• _Activity_
Work out how many lines of this material hold the word "saved". Write only that number.

• _Source material_
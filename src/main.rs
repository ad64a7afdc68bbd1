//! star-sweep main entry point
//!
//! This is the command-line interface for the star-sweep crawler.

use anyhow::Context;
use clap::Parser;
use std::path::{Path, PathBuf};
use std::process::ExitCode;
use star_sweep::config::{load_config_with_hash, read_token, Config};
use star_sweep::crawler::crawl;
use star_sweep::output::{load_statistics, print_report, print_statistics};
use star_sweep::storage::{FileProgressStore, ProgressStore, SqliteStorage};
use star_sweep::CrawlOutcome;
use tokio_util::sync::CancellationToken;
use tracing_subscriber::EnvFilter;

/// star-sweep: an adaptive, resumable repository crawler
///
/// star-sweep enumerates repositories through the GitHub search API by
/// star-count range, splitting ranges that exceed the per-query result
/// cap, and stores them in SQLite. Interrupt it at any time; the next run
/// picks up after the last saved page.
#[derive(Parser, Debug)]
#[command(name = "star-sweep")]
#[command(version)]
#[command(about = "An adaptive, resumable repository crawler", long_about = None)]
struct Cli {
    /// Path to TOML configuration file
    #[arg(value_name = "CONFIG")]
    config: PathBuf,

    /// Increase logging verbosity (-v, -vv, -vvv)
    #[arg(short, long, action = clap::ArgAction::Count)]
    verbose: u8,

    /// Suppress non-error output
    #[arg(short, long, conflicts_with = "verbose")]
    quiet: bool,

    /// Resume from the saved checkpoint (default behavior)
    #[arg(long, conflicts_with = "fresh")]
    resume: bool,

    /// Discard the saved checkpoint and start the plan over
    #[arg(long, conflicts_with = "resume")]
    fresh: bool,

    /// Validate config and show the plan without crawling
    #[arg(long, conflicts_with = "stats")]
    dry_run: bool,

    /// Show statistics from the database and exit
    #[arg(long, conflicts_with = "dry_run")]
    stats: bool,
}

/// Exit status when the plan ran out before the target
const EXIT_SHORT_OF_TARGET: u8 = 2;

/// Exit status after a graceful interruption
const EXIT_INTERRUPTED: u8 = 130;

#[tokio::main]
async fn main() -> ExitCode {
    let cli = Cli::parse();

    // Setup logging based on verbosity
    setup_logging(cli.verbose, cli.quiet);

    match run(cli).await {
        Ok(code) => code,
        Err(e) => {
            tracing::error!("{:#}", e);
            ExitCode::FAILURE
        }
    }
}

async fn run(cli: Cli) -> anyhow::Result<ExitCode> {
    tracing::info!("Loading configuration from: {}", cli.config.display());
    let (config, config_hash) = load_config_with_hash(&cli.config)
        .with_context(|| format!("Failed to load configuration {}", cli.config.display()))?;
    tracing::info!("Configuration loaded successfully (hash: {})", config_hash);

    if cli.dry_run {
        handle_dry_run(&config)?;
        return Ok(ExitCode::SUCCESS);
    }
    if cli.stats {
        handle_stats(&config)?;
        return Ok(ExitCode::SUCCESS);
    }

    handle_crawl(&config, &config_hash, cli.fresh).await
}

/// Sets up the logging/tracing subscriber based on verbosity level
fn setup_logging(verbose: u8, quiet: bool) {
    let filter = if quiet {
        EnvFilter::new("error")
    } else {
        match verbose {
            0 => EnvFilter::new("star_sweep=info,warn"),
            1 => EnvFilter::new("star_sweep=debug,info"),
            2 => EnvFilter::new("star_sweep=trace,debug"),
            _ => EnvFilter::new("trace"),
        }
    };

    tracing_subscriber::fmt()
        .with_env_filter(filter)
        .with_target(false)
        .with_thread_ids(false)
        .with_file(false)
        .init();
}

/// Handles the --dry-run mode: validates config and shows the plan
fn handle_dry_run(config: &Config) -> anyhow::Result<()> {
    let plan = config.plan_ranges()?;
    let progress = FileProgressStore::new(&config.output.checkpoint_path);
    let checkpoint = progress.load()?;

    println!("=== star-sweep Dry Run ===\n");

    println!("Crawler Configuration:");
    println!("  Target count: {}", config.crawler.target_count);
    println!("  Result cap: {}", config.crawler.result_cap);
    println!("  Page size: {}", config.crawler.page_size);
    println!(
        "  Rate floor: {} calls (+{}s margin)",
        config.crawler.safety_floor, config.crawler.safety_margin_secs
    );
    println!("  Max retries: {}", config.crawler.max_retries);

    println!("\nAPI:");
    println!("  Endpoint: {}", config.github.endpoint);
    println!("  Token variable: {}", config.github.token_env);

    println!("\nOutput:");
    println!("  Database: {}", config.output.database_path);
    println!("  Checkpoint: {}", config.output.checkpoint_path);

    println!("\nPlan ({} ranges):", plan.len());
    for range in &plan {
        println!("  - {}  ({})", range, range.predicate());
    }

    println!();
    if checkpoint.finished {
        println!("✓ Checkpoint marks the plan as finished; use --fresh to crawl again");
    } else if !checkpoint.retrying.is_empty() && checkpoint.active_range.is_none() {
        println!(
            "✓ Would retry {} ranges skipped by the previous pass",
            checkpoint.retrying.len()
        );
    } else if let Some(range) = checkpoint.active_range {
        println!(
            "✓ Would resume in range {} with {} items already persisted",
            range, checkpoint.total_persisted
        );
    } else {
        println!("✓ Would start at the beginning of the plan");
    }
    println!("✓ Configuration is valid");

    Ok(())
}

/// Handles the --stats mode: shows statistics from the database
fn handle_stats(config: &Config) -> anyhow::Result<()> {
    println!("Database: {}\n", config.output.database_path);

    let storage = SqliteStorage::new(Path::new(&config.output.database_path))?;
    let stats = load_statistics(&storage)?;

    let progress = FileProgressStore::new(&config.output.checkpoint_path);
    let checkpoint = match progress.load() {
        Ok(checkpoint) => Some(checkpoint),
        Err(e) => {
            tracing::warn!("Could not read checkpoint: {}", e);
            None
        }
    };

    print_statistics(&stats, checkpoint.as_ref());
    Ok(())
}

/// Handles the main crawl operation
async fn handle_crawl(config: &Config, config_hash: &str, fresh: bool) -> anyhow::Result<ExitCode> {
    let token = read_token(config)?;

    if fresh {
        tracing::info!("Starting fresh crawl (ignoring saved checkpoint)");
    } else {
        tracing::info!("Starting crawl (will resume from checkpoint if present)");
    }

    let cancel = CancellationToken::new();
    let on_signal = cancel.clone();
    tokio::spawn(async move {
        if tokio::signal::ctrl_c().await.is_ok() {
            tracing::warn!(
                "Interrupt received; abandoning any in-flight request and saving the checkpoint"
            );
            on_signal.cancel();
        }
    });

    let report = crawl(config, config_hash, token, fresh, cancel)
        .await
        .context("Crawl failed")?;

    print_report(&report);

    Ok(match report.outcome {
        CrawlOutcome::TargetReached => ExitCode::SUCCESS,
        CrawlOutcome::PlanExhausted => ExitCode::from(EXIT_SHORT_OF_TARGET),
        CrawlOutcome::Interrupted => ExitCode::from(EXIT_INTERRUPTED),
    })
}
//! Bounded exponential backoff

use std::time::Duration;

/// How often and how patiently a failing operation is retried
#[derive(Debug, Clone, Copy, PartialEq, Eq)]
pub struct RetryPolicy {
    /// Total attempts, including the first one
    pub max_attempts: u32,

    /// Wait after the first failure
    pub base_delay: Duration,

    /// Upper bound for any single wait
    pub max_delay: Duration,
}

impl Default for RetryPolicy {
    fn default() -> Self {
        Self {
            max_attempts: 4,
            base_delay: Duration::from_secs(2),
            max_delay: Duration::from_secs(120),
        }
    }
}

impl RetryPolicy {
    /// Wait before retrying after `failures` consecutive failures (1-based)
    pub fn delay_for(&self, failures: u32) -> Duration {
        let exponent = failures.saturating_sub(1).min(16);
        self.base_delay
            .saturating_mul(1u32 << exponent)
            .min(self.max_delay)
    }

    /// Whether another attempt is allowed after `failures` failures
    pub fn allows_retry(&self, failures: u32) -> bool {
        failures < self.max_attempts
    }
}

• _Problem solution_
4